I think that film stars know this better than anyone, for they see themselves aging over the years. They can watch their own films and remember what they were going through on the day of each shoot. They know, first hand, the blood, sweat and tears, that went into the making of the film. They know how they had to set aside everything else going on in their mind for each take, to stay in character and to pretend, for a few minutes, to be someone else.
I suppose that when someone takes a picture of us, even impromptu, we find a way to pose for the shot, to show our best side, and gather ourselves up a smile. In those moments, we don't know what will happen next or what will happen to our pictures. Who will see them? Who will remember us?
For decades we used film to capture those moments we thought worth capturing. Some of those pictures are in our memories for the impressions they made on us. From portraits, to magazines to the internet, we've seen pictures travel from a limited life to a state of immortality, for the internet never forgets. Most of us now use digital cameras as single purpose instruments or built into our phones. The pictures now go straight to disk, stored for as long as there is power and the means to retrieve them, they will be there.

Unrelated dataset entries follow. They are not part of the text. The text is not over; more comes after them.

//! Core enums used throughout the application.

use std::fmt;
use std::str::FromStr;

use serde::{Deserialize, Serialize};

/// Output audio format for the split tracks.
#[derive(Debug, Clone, Copy, PartialEq, Eq, Hash, Default, Serialize, Deserialize)]
#[serde(rename_all = "lowercase")]
pub enum OutputFormat {
    /// Ogg Vorbis (lossy, Vorbis comments).
    #[default]
    Ogg,
    /// MP3 (lossy, ID3v2 tags).
    Mp3,
    /// FLAC (lossless, mirrors the source bit depth and sample rate).
    Flac,
}

impl OutputFormat {
    /// File extension used for output files (without the dot).
    pub fn extension(&self) -> &'static str {
        match self {
            OutputFormat::Ogg => "ogg",
            OutputFormat::Mp3 => "mp3",
            OutputFormat::Flac => "flac",
        }
    }

    /// Whether the format discards audio information.
    pub fn is_lossy(&self) -> bool {
        !matches!(self, OutputFormat::Flac)
    }

    /// Default encoder quality for this format.
    pub fn default_quality(&self) -> Quality {
        match self {
            OutputFormat::Ogg => Quality::OggScale(6),
            OutputFormat::Mp3 => Quality::Mp3Vbr(1),
            OutputFormat::Flac => Quality::FlacLevel(5),
        }
    }

    /// Get all available formats.
    pub fn all() -> &'static [OutputFormat] {
        &[OutputFormat::Ogg, OutputFormat::Mp3, OutputFormat::Flac]
    }
}

impl fmt::Display for OutputFormat {
    fn fmt(&self, f: &mut fmt::Formatter<'_>) -> fmt::Result {
        match self {
            OutputFormat::Ogg => write!(f, "OGG"),
            OutputFormat::Mp3 => write!(f, "MP3"),
            OutputFormat::Flac => write!(f, "FLAC"),
        }
    }
}

impl FromStr for OutputFormat {
    type Err = String;

    fn from_str(s: &str) -> Result<Self, Self::Err> {
        match s.trim().to_ascii_lowercase().as_str() {
            "ogg" | "vorbis" => Ok(OutputFormat::Ogg),
            "mp3" => Ok(OutputFormat::Mp3),
            "flac" => Ok(OutputFormat::Flac),
            other => Err(format!("unknown output format '{}' (expected ogg, mp3 or flac)", other)),
        }
    }
}

/// Encoder quality target.
#[derive(Debug, Clone, Copy, PartialEq, Eq, Serialize, Deserialize)]
#[serde(tag = "kind", content = "value", rename_all = "snake_case")]
pub enum Quality {
    /// Vorbis `-qscale:a` value, -1 to 10 (6 is roughly 192 kbps).
    OggScale(i8),
    /// LAME VBR preset, V0 (best) to V9.
    Mp3Vbr(u8),
    /// Constant bit rate in kbps.
    Mp3Cbr(u16),
    /// FLAC compression level, 0 to 8.
    FlacLevel(u8),
}

impl Quality {
    /// Check that this quality applies to `format`.
    pub fn matches(&self, format: OutputFormat) -> bool {
        matches!(
            (self, format),
            (Quality::OggScale(_), OutputFormat::Ogg)
                | (Quality::Mp3Vbr(_), OutputFormat::Mp3)
                | (Quality::Mp3Cbr(_), OutputFormat::Mp3)
                | (Quality::FlacLevel(_), OutputFormat::Flac)
        )
    }
}

impl fmt::Display for Quality {
    fn fmt(&self, f: &mut fmt::Formatter<'_>) -> fmt::Result {
        match self {
            Quality::OggScale(q) => write!(f, "{}", q),
            Quality::Mp3Vbr(v) => write!(f, "V{}", v),
            Quality::Mp3Cbr(k) => write!(f, "{}k", k),
            Quality::FlacLevel(l) => write!(f, "{}", l),
        }
    }
}

/// Parse a user-supplied quality string for the given format.
///
/// Accepts the labels the old quality dropdown used (`"V 1 (225 kbps)"`,
/// `"b 320 (320 kbps)"`) as well as short forms (`"V1"`, `"320k"`, `"6"`).
pub fn parse_quality(format: OutputFormat, text: &str) -> Result<Quality, String> {
    // Drop any "(225 kbps)" style annotation.
    let head = text.split('(').next().unwrap_or("").trim();
    let compact: String = head.chars().filter(|c| !c.is_whitespace()).collect();
    let lower = compact.to_ascii_lowercase();

    if lower.is_empty() {
        return Ok(format.default_quality());
    }

    match format {
        OutputFormat::Ogg => {
            let q: i8 = lower
                .parse()
                .map_err(|_| format!("invalid Vorbis quality '{}'", text))?;
            if !(-1..=10).contains(&q) {
                return Err(format!("Vorbis quality {} out of range (-1 to 10)", q));
            }
            Ok(Quality::OggScale(q))
        }
        OutputFormat::Mp3 => {
            if let Some(rest) = lower.strip_prefix('v') {
                let v: u8 = rest
                    .parse()
                    .map_err(|_| format!("invalid MP3 VBR preset '{}'", text))?;
                if v > 9 {
                    return Err(format!("MP3 VBR preset V{} out of range (V0 to V9)", v));
                }
                return Ok(Quality::Mp3Vbr(v));
            }

            let digits = lower
                .trim_start_matches('b')
                .trim_end_matches("kbps")
                .trim_end_matches('k');
            let value: u16 = digits
                .parse()
                .map_err(|_| format!("invalid MP3 quality '{}'", text))?;

            // A single digit is a VBR preset, anything larger a bit rate.
            if value <= 9 && !lower.starts_with('b') && !lower.ends_with('k') {
                return Ok(Quality::Mp3Vbr(value as u8));
            }
            if !(8..=320).contains(&value) {
                return Err(format!("MP3 bit rate {} kbps out of range (8 to 320)", value));
            }
            Ok(Quality::Mp3Cbr(value))
        }
        OutputFormat::Flac => {
            let level: u8 = lower
                .parse()
                .map_err(|_| format!("invalid FLAC compression level '{}'", text))?;
            if level > 8 {
                return Err(format!("FLAC compression level {} out of range (0 to 8)", level));
            }
            Ok(Quality::FlacLevel(level))
        }
    }
}

/// Output format plus encoder quality.
#[derive(Debug, Clone, Copy, PartialEq, Eq, Serialize, Deserialize)]
pub struct EncodeProfile {
    pub format: OutputFormat,
    pub quality: Quality,
}

impl EncodeProfile {
    /// Build a profile, rejecting a quality that belongs to another format.
    pub fn new(format: OutputFormat, quality: Quality) -> Result<Self, String> {
        if !quality.matches(format) {
            return Err(format!("quality {} does not apply to {}", quality, format));
        }
        Ok(Self { format, quality })
    }

    /// Parse `quality` for `format`.
    pub fn parse(format: OutputFormat, quality: &str) -> Result<Self, String> {
        Self::new(format, parse_quality(format, quality)?)
    }
}

impl Default for EncodeProfile {
    fn default() -> Self {
        let format = OutputFormat::default();
        Self {
            format,
            quality: format.default_quality(),
        }
    }
}

/// Ordered processing stage of a track job.
#[derive(Debug, Clone, Copy, PartialEq, Eq, PartialOrd, Ord, Hash, Serialize, Deserialize)]
pub enum Stage {
    /// Cut and encode the track from the source image.
    Extract,
    /// Write metadata onto the produced file.
    Tag,
    /// Compute and store ReplayGain metadata.
    Analyze,
    /// All stages completed.
    Done,
}

impl Stage {
    /// The stage that follows this one.
    pub fn next(&self) -> Stage {
        match self {
            Stage::Extract => Stage::Tag,
            Stage::Tag => Stage::Analyze,
            Stage::Analyze | Stage::Done => Stage::Done,
        }
    }
}

impl fmt::Display for Stage {
    fn fmt(&self, f: &mut fmt::Formatter<'_>) -> fmt::Result {
        match self {
            Stage::Extract => write!(f, "Extract"),
            Stage::Tag => write!(f, "Tag"),
            Stage::Analyze => write!(f, "Analyze"),
            Stage::Done => write!(f, "Done"),
        }
    }
}

/// Terminal outcome of a track job.
#[derive(Debug, Clone, PartialEq, Eq, Serialize, Deserialize)]
pub enum JobOutcome {
    Success,
    Failed(String),
    Cancelled,
}

impl JobOutcome {
    pub fn is_success(&self) -> bool {
        matches!(self, JobOutcome::Success)
    }
}

/// Aggregate status of a pipeline run.
#[derive(Debug, Clone, Copy, PartialEq, Eq, Serialize, Deserialize)]
pub enum RunStatus {
    /// Jobs are still in flight.
    Running,
    /// Every job reached Done.
    Succeeded,
    /// Some jobs reached Done, others did not.
    PartiallyFailed,
    /// Fatal pre-run error, or no job reached Done.
    Failed,
}

impl fmt::Display for RunStatus {
    fn fmt(&self, f: &mut fmt::Formatter<'_>) -> fmt::Result {
        match self {
            RunStatus::Running => write!(f, "running"),
            RunStatus::Succeeded => write!(f, "succeeded"),
            RunStatus::PartiallyFailed => write!(f, "partially failed"),
            RunStatus::Failed => write!(f, "failed"),
        }
    }
}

Yet, no single picture can tell the entire story of the image it captures. All that a picture can do is offer us a glimpse of a moment long since passed, into eternity. Only the people who were there know what was going on outside the frame of the shot. For the rest of us, we can only imagine the scene at the time of the shoot.
Yes, a picture really is a very gross approximation of who we are, and I doubt it will ever be anything more than that.